Quelles « Oeuvres » pour George Steiner ?

Par DONATIEN GRAU

Vient de paraître, chez Gallimard, un volume passionnant, construction riche de suggestions, de paradoxe et de problèmes: les Œuvres de George Steiner. Conçu par l’auteur lui-même, en dialogue avec Pierre-Emmanuel Dauzat, il permet de saisir dans une perspective synoptique l’ensemble de sa production, et d’y jeter un regard neuf, puisque pris dans l’horizon d’une forme de totalité. L’ouvrage lui-même impose une lecture de cette totalité, par la sélection, il guide le lecteur vers une certaine idée du penseur entre les langues.

Après la préface de Pierre-Emmanuel Dauzat, le traducteur d’une grande partie des écrits de George Steiner, celui dont ce dernier a pu dire, avec son sourire de défi amusé : « grâce à lui, mes livres sont meilleurs en français qu’en anglais », six ouvrages sont repris en intégralité, permettant de traverser en quelques centaines de pages plus de cinquante années d’écriture – de La mort de la tragédie, dont la première édition date de 1961, aux Fragments (un peu roussis), qui avaient été publiés en 2012 aux Editions Pierre- Guillaume de Roux, en passant par Dans le château de Barbe-Bleue, Notes pour une redéfinition de la culture, Comment taire ?, Les Antigones, et Errata, Récit d’une pensée. L’ensemble est complété par des textes plus brefs, des extraits, des articles, farcissures telles que « Langage et gnose », extrait d’Après Babel, ou « Le clerc de la trahison », un essai pour le New Yorker portant sur l’espion et historien d’art Anthony Blunt, le texte même qui, selon Daniel Mendelsohn, provoqua en l’écrivain américain le désir de poursuivre sa vocation.

Ce n’est pas ici l’endroit de revenir sur l’importance des écrits de George Steiner. Bien sûr, Dans le château de Barbe-Bleue a joué un rôle fondamental dans la réflexion sur ce que le terme anglais « culture », – qui n’est d’ailleurs pas le français « culture » du titre – peut signifier dans le dernier tiers du XXe siècle. Est incontesté le talent extrême de l’essayiste pour le texte bref et suggestif, la véritable critique littéraire. Les Antigones, de même que La mort de la tragédie, sont des livres de littérature générale, dans ce que le genre, né au XIXe siècle, a de magnifique et de difficile– la création de sens par la perte irrémédiable ; l’abstraction sans la terreur inhérente à la fiction. Prenons donc pour acquise l’idée que George Steiner a sa place dans l’Histoire de la pensée, et ne nous engageons pas dans l’examen de chaque ouvrage en lui-même.

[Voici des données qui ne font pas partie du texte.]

//! # Transfer Service
//!
//! Orchestrates inter-shop transfers over the transfer state machine in
//! `rxpos_core::transfer`.
//!
//! ## Stock Movement Points
//! ```text
//! ┌─────────────────────────────────────────────────────────────────────────┐
//! │  request    Pending      source FEFO deduction (TransferOut)            │
//! │  approve    Approved     no stock touched                               │
//! │  dispatch   InTransit    no stock touched                               │
//! │  receive    Completed    destination XFER-<id> batch (TransferIn)       │
//! │  cancel     Cancelled    source restored from any pre-completion state  │
//! │                          (Correction, XFER-<id>-RETURN batch)           │
//! └─────────────────────────────────────────────────────────────────────────┘
//! ```
//!
//! The reservation is pessimistic: the source gives up the quantity the
//! moment the request is created, so two shops can never sell the same
//! stock while a transfer is pending approval.
//!
//! The destination books the goods under a synthetic batch number because
//! source batch identities are not carried across shops; the earliest
//! expiry among the consumed source batches is stamped on it so FEFO at
//! the destination stays conservative.

use std::sync::Arc;

use chrono::Utc;
use tracing::info;

use rxpos_core::adjustment::MovementContext;
use rxpos_core::inventory::{Batch, ShopInventory};
use rxpos_core::transfer::StockTransfer;
use rxpos_core::types::{AdjustmentType, TransferStatus};

use crate::error::{StoreError, StoreResult};
use crate::repository::{AdjustmentLog, InventoryRepository, TransferRepository};
use crate::service::append_audit;

/// Orchestrates shop-to-shop stock transfers.
pub struct TransferService<I, T, A> {
    inventories: Arc<I>,
    transfers: Arc<T>,
    audit: Arc<A>,
}

impl<I, T, A> TransferService<I, T, A>
where
    I: InventoryRepository,
    T: TransferRepository,
    A: AdjustmentLog,
{
    pub fn new(inventories: Arc<I>, transfers: Arc<T>, audit: Arc<A>) -> Self {
        TransferService {
            inventories,
            transfers,
            audit,
        }
    }

    async fn load(&self, transfer_id: &str) -> StoreResult<StockTransfer> {
        self.transfers
            .get(transfer_id)
            .await?
            .ok_or_else(|| StoreError::NotFound {
                entity: "transfer",
                id: transfer_id.to_string(),
            })
    }

    async fn load_inventory(&self, shop_id: &str, drug_id: &str) -> StoreResult<ShopInventory> {
        self.inventories
            .get(shop_id, drug_id)
            .await?
            .ok_or_else(|| StoreError::NotFound {
                entity: "inventory",
                id: format!("{shop_id}/{drug_id}"),
            })
    }

    fn carried_expiry(transfer: &StockTransfer) -> StoreResult<chrono::DateTime<Utc>> {
        transfer.earliest_expiry.ok_or_else(|| {
            StoreError::Repository(format!(
                "transfer {} has no recorded expiry",
                transfer.id
            ))
        })
    }

    // =========================================================================
    // Lifecycle
    // =========================================================================

    /// Creates a transfer request and immediately deducts the quantity
    /// FEFO at the source. The earliest expiry among the consumed batches
    /// is recorded on the transfer for the destination to carry.
    pub async fn request(
        &self,
        from_shop_id: &str,
        to_shop_id: &str,
        drug_id: &str,
        quantity: i64,
        requested_by: &str,
    ) -> StoreResult<StockTransfer> {
        let now = Utc::now();
        let mut transfer =
            StockTransfer::new(from_shop_id, to_shop_id, drug_id, quantity, requested_by, now)?;

        let mut source = self.load_inventory(from_shop_id, drug_id).await?;
        let ctx = MovementContext::new(
            AdjustmentType::TransferOut,
            format!("transfer to {to_shop_id}"),
            requested_by,
        )
        .with_reference("transfer", transfer.id.clone());
        let movement = source.reduce_stock(quantity, now, &ctx)?;
        transfer.earliest_expiry = movement.earliest_expiry();

        info!(
            transfer_id = %transfer.id,
            from = %from_shop_id,
            to = %to_shop_id,
            quantity = quantity,
            batches = movement.batch_deltas.len(),
            "Transfer requested, source stock reserved"
        );
        self.inventories.save(source).await?;
        self.transfers.save(transfer.clone()).await?;
        append_audit(self.audit.as_ref(), movement.adjustment).await;
        Ok(transfer)
    }

    /// Pending → Approved.
    pub async fn approve(&self, transfer_id: &str, approved_by: &str) -> StoreResult<StockTransfer> {
        let mut transfer = self.load(transfer_id).await?;
        transfer.approve(approved_by, Utc::now())?;
        self.transfers.save(transfer.clone()).await?;
        Ok(transfer)
    }

    /// Approved → InTransit. The stock already left the source at request
    /// time, so this is a pure status transition.
    pub async fn dispatch(&self, transfer_id: &str) -> StoreResult<StockTransfer> {
        let mut transfer = self.load(transfer_id).await?;
        transfer.mark_in_transit(Utc::now())?;
        info!(transfer_id = %transfer.id, "Transfer dispatched");
        self.transfers.save(transfer.clone()).await?;
        Ok(transfer)
    }

    /// InTransit → Completed. Books the goods at the destination under the
    /// transfer's synthetic batch number, creating the destination
    /// inventory record if needed.
    pub async fn receive(&self, transfer_id: &str, received_by: &str) -> StoreResult<StockTransfer> {
        let mut transfer = self.load(transfer_id).await?;
        transfer.complete(received_by, Utc::now())?;

        let expiry = Self::carried_expiry(&transfer)?;
        let mut destination = self
            .inventories
            .get(&transfer.to_shop_id, &transfer.drug_id)
            .await?
            .unwrap_or_else(|| ShopInventory::new(&transfer.to_shop_id, &transfer.drug_id));

        let batch = Batch::new(
            transfer.synthetic_batch_number(),
            &transfer.from_shop_id,
            transfer.quantity,
            Utc::now(),
            expiry,
        );
        let ctx = MovementContext::new(
            AdjustmentType::TransferIn,
            format!("transfer from {}", transfer.from_shop_id),
            received_by,
        )
        .with_reference("transfer", transfer.id.clone());
        let movement = destination.add_batch(batch, Utc::now(), &ctx)?;

        info!(transfer_id = %transfer.id, "Transfer received");
        self.inventories.save(destination).await?;
        self.transfers.save(transfer.clone()).await?;
        append_audit(self.audit.as_ref(), movement.adjustment).await;
        Ok(transfer)
    }

    /// Cancels a non-terminal transfer and restores the reserved quantity
    /// at the source under a return batch with the carried expiry, audited
    /// as a correction.
    pub async fn cancel(&self, transfer_id: &str, cancelled_by: &str) -> StoreResult<StockTransfer> {
        let mut transfer = self.load(transfer_id).await?;
        transfer.cancel(Utc::now())?;

        let expiry = Self::carried_expiry(&transfer)?;
        let mut source = self
            .load_inventory(&transfer.from_shop_id, &transfer.drug_id)
            .await?;

        let batch = Batch::new(
            format!("{}-RETURN", transfer.synthetic_batch_number()),
            &transfer.to_shop_id,
            transfer.quantity,
            Utc::now(),
            expiry,
        );
        let ctx = MovementContext::new(
            AdjustmentType::Correction,
            "transfer cancelled, reservation released",
            cancelled_by,
        )
        .with_reference("transfer", transfer.id.clone());
        let movement = source.add_batch(batch, Utc::now(), &ctx)?;

        info!(transfer_id = %transfer.id, "Transfer cancelled, source restored");
        self.inventories.save(source).await?;
        self.transfers.save(transfer.clone()).await?;
        append_audit(self.audit.as_ref(), movement.adjustment).await;
        Ok(transfer)
    }

    /// Transfers where the shop is sender or receiver, newest first.
    pub async fn list_for_shop(&self, shop_id: &str) -> StoreResult<Vec<StockTransfer>> {
        self.transfers.list_for_shop(shop_id).await
    }
}

// =============================================================================
// Unit Tests
// =============================================================================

Considérons plutôt les questions de structure, de construction. Car ce volume n’est pas un donné. Il expose, et exprime, une thèse, une certaine conception des écrits de George Steiner, qu’il convient d’analyser. Tout d’abord, le titre : le terme « Œuvres », appliqué à un recueil de ses textes, n’a rien d’évident. On lit « Œuvres » au pluriel, mais on entend « Œuvre » au singulier – c’est-à-dire : George Steiner, qui, jusqu’à maintenant, toute sa vie durant, s’est revendiqué de n’être qu’un « postino », un « mailman », l’homme qui transmet la parole de l’auteur au public, se reconnaît désormais comme auteur, et comme auteur d’une œuvre – une entité donc définie progressivement par l’existence, mais surtout s’incarnant pleinement dans une identité mystique, à sa façon : la littérature.

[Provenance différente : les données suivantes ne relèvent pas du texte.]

//! # In-Memory Repositories
//!
//! `tokio::sync::RwLock` over `HashMap` implementations of every seam.
//! These back the test suite and single-process deployments; a database
//! backend implements the same traits.
//!
//! Writers clone on the way in and readers clone on the way out, so no
//! caller ever holds a reference into the locked maps.

use std::collections::HashMap;

use async_trait::async_trait;
use tokio::sync::RwLock;
use tracing::debug;

use rxpos_core::adjustment::{AdjustmentFilter, StockAdjustment};
use rxpos_core::inventory::ShopInventory;
use rxpos_core::overrides::OverrideSet;
use rxpos_core::packaging::PackagingInfo;
use rxpos_core::transfer::StockTransfer;

use crate::error::StoreResult;
use crate::repository::{
    AdjustmentLog, BarcodeHit, DrugCatalog, InventoryRepository, OverrideRepository, Supplier,
    SupplierDirectory, TransferRepository,
};

// =============================================================================
// Drug Catalog
// =============================================================================

/// In-memory packaging catalog keyed by drug id.
#[derive(Debug, Default)]
pub struct MemoryDrugCatalog {
    drugs: RwLock<HashMap<String, PackagingInfo>>,
}

impl MemoryDrugCatalog {
    pub fn new() -> Self {
        Self::default()
    }
}

#[async_trait]
impl DrugCatalog for MemoryDrugCatalog {
    async fn get_packaging(&self, drug_id: &str) -> StoreResult<Option<PackagingInfo>> {
        Ok(self.drugs.read().await.get(drug_id).cloned())
    }

    async fn save_packaging(&self, info: PackagingInfo) -> StoreResult<()> {
        // Structurally invalid hierarchies never reach storage.
        info.validate_or_reject()?;
        debug!(drug_id = %info.drug_id, levels = info.levels.len(), "Saving packaging");
        self.drugs.write().await.insert(info.drug_id.clone(), info);
        Ok(())
    }

    async fn find_by_barcode(&self, barcode: &str) -> StoreResult<Option<BarcodeHit>> {
        let drugs = self.drugs.read().await;
        for info in drugs.values() {
            if let Some(level) = info.level_by_barcode(barcode) {
                return Ok(Some(BarcodeHit {
                    drug_id: info.drug_id.clone(),
                    level_id: level.id.clone(),
                    unit_name: level.unit_name.clone(),
                }));
            }
        }
        Ok(None)
    }

    async fn list_drug_ids(&self) -> StoreResult<Vec<String>> {
        let mut ids: Vec<String> = self.drugs.read().await.keys().cloned().collect();
        ids.sort();
        Ok(ids)
    }
}

// =============================================================================
// Supplier Directory
// =============================================================================

/// In-memory supplier directory.
#[derive(Debug, Default)]
pub struct MemorySupplierDirectory {
    suppliers: RwLock<HashMap<String, Supplier>>,
}

impl MemorySupplierDirectory {
    pub fn new() -> Self {
        Self::default()
    }
}

#[async_trait]
impl SupplierDirectory for MemorySupplierDirectory {
    async fn get(&self, supplier_id: &str) -> StoreResult<Option<Supplier>> {
        Ok(self.suppliers.read().await.get(supplier_id).cloned())
    }

    async fn upsert(&self, supplier: Supplier) -> StoreResult<()> {
        self.suppliers
            .write()
            .await
            .insert(supplier.id.clone(), supplier);
        Ok(())
    }

    async fn list_active(&self) -> StoreResult<Vec<Supplier>> {
        let mut active: Vec<Supplier> = self
            .suppliers
            .read()
            .await
            .values()
            .filter(|s| s.is_active)
            .cloned()
            .collect();
        active.sort_by(|a, b| a.name.cmp(&b.name));
        Ok(active)
    }
}

// =============================================================================
// Inventory Repository
// =============================================================================

fn inventory_key(shop_id: &str, drug_id: &str) -> (String, String) {
    (shop_id.to_string(), drug_id.to_string())
}

/// In-memory batch inventories keyed by (shop id, drug id).
#[derive(Debug, Default)]
pub struct MemoryInventoryRepository {
    inventories: RwLock<HashMap<(String, String), ShopInventory>>,
}

impl MemoryInventoryRepository {
    pub fn new() -> Self {
        Self::default()
    }
}

#[async_trait]
impl InventoryRepository for MemoryInventoryRepository {
    async fn get(&self, shop_id: &str, drug_id: &str) -> StoreResult<Option<ShopInventory>> {
        Ok(self
            .inventories
            .read()
            .await
            .get(&inventory_key(shop_id, drug_id))
            .cloned())
    }

    async fn save(&self, inventory: ShopInventory) -> StoreResult<()> {
        debug!(
            shop_id = %inventory.shop_id,
            drug_id = %inventory.drug_id,
            total_stock = inventory.total_stock,
            "Saving inventory"
        );
        let key = inventory_key(&inventory.shop_id, &inventory.drug_id);
        self.inventories.write().await.insert(key, inventory);
        Ok(())
    }

    async fn list_for_shop(&self, shop_id: &str) -> StoreResult<Vec<ShopInventory>> {
        let mut result: Vec<ShopInventory> = self
            .inventories
            .read()
            .await
            .values()
            .filter(|inv| inv.shop_id == shop_id)
            .cloned()
            .collect();
        result.sort_by(|a, b| a.drug_id.cmp(&b.drug_id));
        Ok(result)
    }

    async fn list_needing_reorder(&self, shop_id: &str) -> StoreResult<Vec<ShopInventory>> {
        let mut result: Vec<ShopInventory> = self
            .inventories
            .read()
            .await
            .values()
            .filter(|inv| inv.shop_id == shop_id && inv.needs_reorder())
            .cloned()
            .collect();
        result.sort_by(|a, b| a.drug_id.cmp(&b.drug_id));
        Ok(result)
    }
}

// =============================================================================
// Override Repository
// =============================================================================

/// In-memory override sets keyed by (shop id, drug id).
#[derive(Debug, Default)]
pub struct MemoryOverrideRepository {
    sets: RwLock<HashMap<(String, String), OverrideSet>>,
}

impl MemoryOverrideRepository {
    pub fn new() -> Self {
        Self::default()
    }
}

#[async_trait]
impl OverrideRepository for MemoryOverrideRepository {
    async fn get_set(&self, shop_id: &str, drug_id: &str) -> StoreResult<OverrideSet> {
        Ok(self
            .sets
            .read()
            .await
            .get(&inventory_key(shop_id, drug_id))
            .cloned()
            .unwrap_or_else(|| OverrideSet::new(shop_id, drug_id)))
    }

    async fn save_set(&self, set: OverrideSet) -> StoreResult<()> {
        debug!(
            shop_id = %set.shop_id,
            drug_id = %set.drug_id,
            overrides = set.overrides.len(),
            "Saving override set"
        );
        let key = inventory_key(&set.shop_id, &set.drug_id);
        self.sets.write().await.insert(key, set);
        Ok(())
    }
}

// =============================================================================
// Adjustment Log
// =============================================================================

/// In-memory append-only adjustment log.
#[derive(Debug, Default)]
pub struct MemoryAdjustmentLog {
    records: RwLock<Vec<StockAdjustment>>,
}

impl MemoryAdjustmentLog {
    pub fn new() -> Self {
        Self::default()
    }

    /// Total number of records. Test helper.
    pub async fn len(&self) -> usize {
        self.records.read().await.len()
    }

    pub async fn is_empty(&self) -> bool {
        self.records.read().await.is_empty()
    }
}

#[async_trait]
impl AdjustmentLog for MemoryAdjustmentLog {
    async fn append(&self, adjustment: StockAdjustment) -> StoreResult<()> {
        debug!(
            shop_id = %adjustment.shop_id,
            drug_id = %adjustment.drug_id,
            adjustment_type = ?adjustment.adjustment_type,
            quantity_changed = adjustment.quantity_changed,
            "Appending stock adjustment"
        );
        self.records.write().await.push(adjustment);
        Ok(())
    }

    async fn query(&self, filter: &AdjustmentFilter) -> StoreResult<Vec<StockAdjustment>> {
        let mut hits: Vec<StockAdjustment> = self
            .records
            .read()
            .await
            .iter()
            .filter(|record| filter.matches(record))
            .cloned()
            .collect();
        hits.sort_by(|a, b| b.adjusted_at.cmp(&a.adjusted_at));
        Ok(hits)
    }
}

// =============================================================================
// Transfer Repository
// =============================================================================

/// In-memory transfer records keyed by transfer id.
#[derive(Debug, Default)]
pub struct MemoryTransferRepository {
    transfers: RwLock<HashMap<String, StockTransfer>>,
}

impl MemoryTransferRepository {
    pub fn new() -> Self {
        Self::default()
    }
}

#[async_trait]
impl TransferRepository for MemoryTransferRepository {
    async fn get(&self, transfer_id: &str) -> StoreResult<Option<StockTransfer>> {
        Ok(self.transfers.read().await.get(transfer_id).cloned())
    }

    async fn save(&self, transfer: StockTransfer) -> StoreResult<()> {
        debug!(
            transfer_id = %transfer.id,
            status = ?transfer.status,
            "Saving transfer"
        );
        self.transfers
            .write()
            .await
            .insert(transfer.id.clone(), transfer);
        Ok(())
    }

    async fn list_for_shop(&self, shop_id: &str) -> StoreResult<Vec<StockTransfer>> {
        let mut result: Vec<StockTransfer> = self
            .transfers
            .read()
            .await
            .values()
            .filter(|t| t.from_shop_id == shop_id || t.to_shop_id == shop_id)
            .cloned()
            .collect();
        result.sort_by(|a, b| b.created_at.cmp(&a.created_at));
        Ok(result)
    }
}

Il est aisé de faire un parallèle avec la publication posthume des « parerga » de Michel Foucault, sous le titre Dits et écrits. Les textes produits par Foucault l’archéologue, Foucault l’écorcheur de concepts, ne peuvent être publiés sous le titre d’ « Œuvre » – car ce sont bien là, seulement, simplement, mais au plus haut sens des mots, des « Dits et écrits » – dicta et facta. George Steiner, avec qui Michel Foucault a fameusement échangé des lettres d’insulte dans la revue diacritics en 1971, maintient l’emprise sur le – se ressaisit du ? – mot « Œuvre ». Ne disait-il pas récemment que les Fragments (un peu roussis) constituaient l’ « apostille de (son) œuvre » ? Ce volume devient alors un objet éminemment émouvant, celui dans lequel un écrivain qui toute sa vie a refusé l’œuvre –hante George Steiner le constat de Wittgenstein selon lequel le juif imite, pastiche, déconstruit l’œuvre mais ne la crée pas, nous y reviendrons dans un instant -, accepte la possibilité d’avoir créé des œuvres. Assurément, le terme Œuvres est doté d’une charge polysémique, mais il signale aussi la pluralisation du singulier mystique, et, par sa diminution, la persistance de ses significations.

Polysémie des « Œuvres », en effet : car le terme est également employé – classiquement employé, pourrait-on dire – afin de qualifier les « morceaux choisis » d’une Œuvre. Or c’est bien de cette sorte d’ouvrage qu’il s’agit là, une sorte de florilège steinérien, marquant donc à la fois l’inscription dans une longue tradition occidentale de publication d’Œuvres – n’existe-t-il pas des Œuvres de Sainte-Beuve dans la bibliothèque de la Pléiade ? – et un signe fait, un salut, vers la possibilité d’une Œuvre.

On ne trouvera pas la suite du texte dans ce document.